Could you find every line in the records below that contains the word "SceneGraph" and copy it?

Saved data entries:
=== Begin Enclosure ===

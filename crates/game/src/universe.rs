//! The universe skybox entity.

use engine_core::{AssetError, Loader, NodeId, SceneGraph};
use physics::{ColliderShape, CollisionWorld};

use crate::model_collider::ModelCollider;

/// Model used for the universe sphere (and reused by bases for their hull).
pub const UNIVERSE_MODEL: &str = "universe/universe.obj";

/// Scale of the skybox sphere, big enough to contain the whole play area.
pub const UNIVERSE_SCALE: f32 = 90000.0;

/// Sphere-collided skybox enclosing the scene.
pub struct Universe {
    composite: ModelCollider,
}

impl Universe {
    /// Build the skybox under the scene root.
    pub fn new(
        loader: &Loader,
        scene: &mut SceneGraph,
        collision: &mut CollisionWorld,
    ) -> Result<Self, AssetError> {
        let root = scene.root();
        let composite = ModelCollider::new(
            loader,
            scene,
            collision,
            UNIVERSE_MODEL,
            root,
            "Universe",
            ColliderShape::Sphere { radius: 1.0 },
        )?;
        composite.set_uniform_scale(scene, UNIVERSE_SCALE);
        Ok(Self { composite })
    }

    pub fn node(&self) -> NodeId {
        self.composite.node()
    }
}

=== End Enclosure ===

▸ **Result of this exercise**
use engine_core::{AssetError, Loader, NodeId, SceneGraph};
        scene: &mut SceneGraph,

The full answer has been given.